REVENUE reform is in business again. It was on top of Prime Minister Imran Khan’s agenda after taking over the government. “I will start with the FBR,” he had said in his first speech to the nation as prime minister as he promised to set things right.

Read: FBR reforms

Within the first 100 days, he approved the separation of revenue policy from administration. This was soon reversed. Federal Board of Revenue (FBR) Chairman Syed Shabbar Zaidi looks after both jobs now as the government targets Rs5.503 trillion revenue this year.

Nothing moved next on the promise that internal revenue audit will be placed directly under the prime minister and be fully resourced unlike in the past 18 years. In fact, some whistle-blowers prompted by Prime Minister Khan’s preaching went public against internally entrenched weaknesses and mafias but were taught exemplary lessons.
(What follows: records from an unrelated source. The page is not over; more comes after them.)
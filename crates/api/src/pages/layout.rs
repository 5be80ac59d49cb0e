//! Page shell and small shared fragments.

use tba_core::html::escape_html as esc;
use tba_core::vote::VoteValue;
use tba_db::models::brand::Brand;
use tba_db::models::category::Category;

use crate::config::ServerConfig;
use crate::middleware::auth::MaybeUser;

/// Which header link is highlighted.
#[derive(Debug, Clone, Copy, PartialEq, Eq)]
pub enum Nav {
    Home,
    Map,
    List,
    Products,
    Votes,
    None,
}

const NAV_LINKS: [(Nav, &str, &str); 5] = [
    (Nav::Home, "/", "Home"),
    (Nav::Map, "/map", "Map"),
    (Nav::List, "/list", "List"),
    (Nav::Products, "/products", "Products"),
    (Nav::Votes, "/votes", "My votes"),
];

/// Everything the shell needs besides the page body.
#[derive(Debug, Clone)]
pub struct Chrome {
    pub title: String,
    pub nav: Nav,
    pub signed_in: bool,
    pub email: Option<String>,
    pub login_url: String,
}

impl Chrome {
    pub fn new(title: &str, nav: Nav, user: &MaybeUser, config: &ServerConfig) -> Self {
        Self {
            title: title.to_string(),
            nav,
            signed_in: user.0.is_some(),
            email: user.email().map(ToString::to_string),
            login_url: config.login_url.clone(),
        }
    }

    fn auth_status(&self) -> String {
        match (&self.email, self.signed_in) {
            (Some(email), _) => format!(r#"<span class="auth-email">{}</span>"#, esc(email)),
            (None, true) => r#"<span class="auth-email">Signed in</span>"#.to_string(),
            (None, false) => format!(r#"<a href="{}">Login</a>"#, esc(&self.login_url)),
        }
    }
}

const STYLE: &str = r#"
body{font-family:system-ui,sans-serif;margin:0;color:#1d1d1f;background:#fafafa}
header{display:flex;align-items:center;gap:18px;padding:12px 20px;background:#fff;border-bottom:1px solid #e6e6e6}
header .brand{font-weight:700}
header nav a{margin-right:12px;color:#333;text-decoration:none}
header nav a.active{font-weight:700;text-decoration:underline}
header .auth{margin-left:auto}
main{max-width:1080px;margin:0 auto;padding:20px}
.muted{color:#777}
.status{min-height:1.2em;color:#555}
.table{width:100%;border-collapse:collapse}
.table th,.table td{text-align:left;padding:8px;border-bottom:1px solid #eee}
.chip{display:inline-flex;align-items:center;gap:6px;padding:4px 10px;margin:2px;border:1px solid #ddd;border-radius:999px;text-decoration:none;color:#333}
.chip.active{border-color:#333;font-weight:600}
.chip-ic{width:18px;height:18px}
.tba-btn{display:inline-block;padding:6px 12px;border:1px solid #ccc;border-radius:8px;background:#fff;color:#333;text-decoration:none;cursor:pointer}
.tba-btn-primary{background:#222;color:#fff;border-color:#222}
.mini-marker{display:inline-flex;width:30px;height:30px;border-radius:50%;align-items:center;justify-content:center;border:3px solid #bbb}
.mini-marker img{width:18px;height:18px}
.tba-marker-inner{width:28px;height:28px;border-radius:50%;background:#fff;border-width:3px;border-style:solid;display:flex;align-items:center;justify-content:center}
.tba-marker-inner img{width:18px;height:18px}
.empty{padding:16px;border:1px dashed #ccc;border-radius:12px;text-align:center}
.empty-emoji{font-size:28px}
.badge{display:inline-block;padding:2px 8px;border-radius:999px;border:1px solid #ccc;font-size:.9em}
.rating-none{border-color:#bbb}
.rating-1-2{border-color:#d93025}
.rating-3-4{border-color:#f29900}
.rating-5-6{border-color:#f9d71c}
.rating-7-8{border-color:#7cb342}
.rating-9-10{border-color:#188038}
#map{height:520px;border-radius:12px}
"#;

/// Wrap a page body in the document shell.
pub fn render(chrome: &Chrome, head_extra: &str, body: &str) -> String {
    let nav: String = NAV_LINKS
        .iter()
        .map(|(nav, href, label)| {
            let class = if *nav == chrome.nav { r#" class="active""# } else { "" };
            format!(r#"<a href="{href}"{class}>{label}</a>"#)
        })
        .collect();

    format!(
        r#"<!doctype html>
<html lang="en">
<head>
<meta charset="utf-8">
<meta name="viewport" content="width=device-width, initial-scale=1">
<title>{title} · The Best Again</title>
<style>{STYLE}</style>
{head_extra}
</head>
<body>
<header><a class="brand" href="/">The Best Again</a><nav>{nav}</nav><div class="auth" id="authStatus">{auth}</div></header>
<main>
{body}
</main>
</body>
</html>
"#,
        title = esc(&chrome.title),
        auth = chrome.auth_status(),
    )
}

/// The status line each page reports loads and failures in.
pub fn status_line(id: &str, message: &str) -> String {
    format!(
        r#"<p id="{id}" class="status" role="status">{}</p>"#,
        esc(message)
    )
}

/// `<option>`s for a 1–10 vote dropdown.
pub fn vote_options(selected: VoteValue) -> String {
    VoteValue::all()
        .map(|v| {
            let sel = if v == selected { " selected" } else { "" };
            format!(r#"<option value="{v}"{sel}>{v}</option>"#)
        })
        .collect()
}

/// `<option>`s for a category dropdown, with an optional leading blank entry.
pub fn category_options<'a, I>(categories: I, selected: Option<&str>, blank: Option<&str>) -> String
where
    I: IntoIterator<Item = &'a Category>,
{
    let mut out = String::new();
    if let Some(label) = blank {
        out.push_str(&format!(r#"<option value="">{}</option>"#, esc(label)));
    }
    for c in categories {
        let sel = if selected == Some(c.id.as_str()) { " selected" } else { "" };
        out.push_str(&format!(
            r#"<option value="{}"{sel}>{}</option>"#,
            esc(&c.id),
            esc(&c.name)
        ));
    }
    out
}

pub fn brand_options(brands: &[Brand], selected: Option<&str>) -> String {
    let mut out = String::from(r#"<option value="">Choose a brand…</option>"#);
    for b in brands {
        let sel = if selected == Some(b.id.as_str()) { " selected" } else { "" };
        out.push_str(&format!(
            r#"<option value="{}"{sel}>{}</option>"#,
            esc(&b.id),
            esc(&b.name)
        ));
    }
    out
}

/// Rating-coloured round category icon.
pub fn mini_marker(css_class: &str, icon_url: &str) -> String {
    format!(
        r#"<span class="mini-marker {css_class}"><img src="{}" alt=""></span>"#,
        esc(icon_url)
    )
}

/// Empty-state block with optional call-to-action links `(href, label, primary)`.
pub fn empty_block(emoji: &str, title: &str, hint: &str, actions: &[(&str, &str, bool)]) -> String {
    let buttons: String = actions
        .iter()
        .map(|(href, label, primary)| {
            let class = if *primary { "tba-btn tba-btn-primary" } else { "tba-btn" };
            format!(r#"<a class="{class}" href="{}">{}</a> "#, esc(href), esc(label))
        })
        .collect();
    let buttons = if buttons.is_empty() {
        String::new()
    } else {
        format!(r#"<div class="empty-actions">{buttons}</div>"#)
    };
    format!(
        r#"<div class="empty"><div class="empty-emoji">{emoji}</div><div><b>{}</b></div><div class="muted">{}</div>{buttons}</div>"#,
        esc(title),
        esc(hint)
    )
}

#[cfg(test)]
mod tests {
    use super::*;

    fn chrome(email: Option<&str>, signed_in: bool) -> Chrome {
        Chrome {
            title: "Home".into(),
            nav: Nav::Home,
            signed_in,
            email: email.map(Into::into),
            login_url: "https://example.org/login.html".into(),
        }
    }

    #[test]
    fn header_shows_login_link_for_guests() {
        let html = render(&chrome(None, false), "", "<p>hi</p>");
        assert!(html.contains(r#"<a href="https://example.org/login.html">Login</a>"#));
        assert!(html.contains(r#"<a href="/" class="active">Home</a>"#));
    }

    #[test]
    fn header_shows_escaped_email() {
        let html = render(&chrome(Some("a<b>@x.io"), true), "", "");
        assert!(html.contains("a&lt;b&gt;@x.io"));
        assert!(!html.contains(">Login<"));
    }

    #[test]
    fn vote_options_preselect() {
        let html = vote_options(VoteValue::default());
        assert_eq!(html.matches("<option").count(), 10);
        assert!(html.contains(r#"<option value="7" selected>7</option>"#));
    }

    #[test]
    fn category_options_escape_and_select() {
        let cats = vec![Category {
            id: "1".into(),
            name: "Fish & Chips".into(),
            icon_url: None,
            is_active: true,
            for_places: true,
            for_products: false,
        }];
        let html = category_options(&cats, Some("1"), Some("All"));
        assert_eq!(
            html,
            r#"<option value="">All</option><option value="1" selected>Fish &amp; Chips</option>"#
        );
    }
}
Former Prime Minister Shaukat Aziz made a tax policy shift from audit to self-assessment, and since then the audit corps remained ineffective and understaffed.

The overall revenue reform project has struggled so far. Former FBR chairman Dr Jehanzeb Khan was removed from the post once he finalised the reform’s blueprint in consultation with the World Bank — the project financier — amid a record revenue shortfall in the last fiscal year.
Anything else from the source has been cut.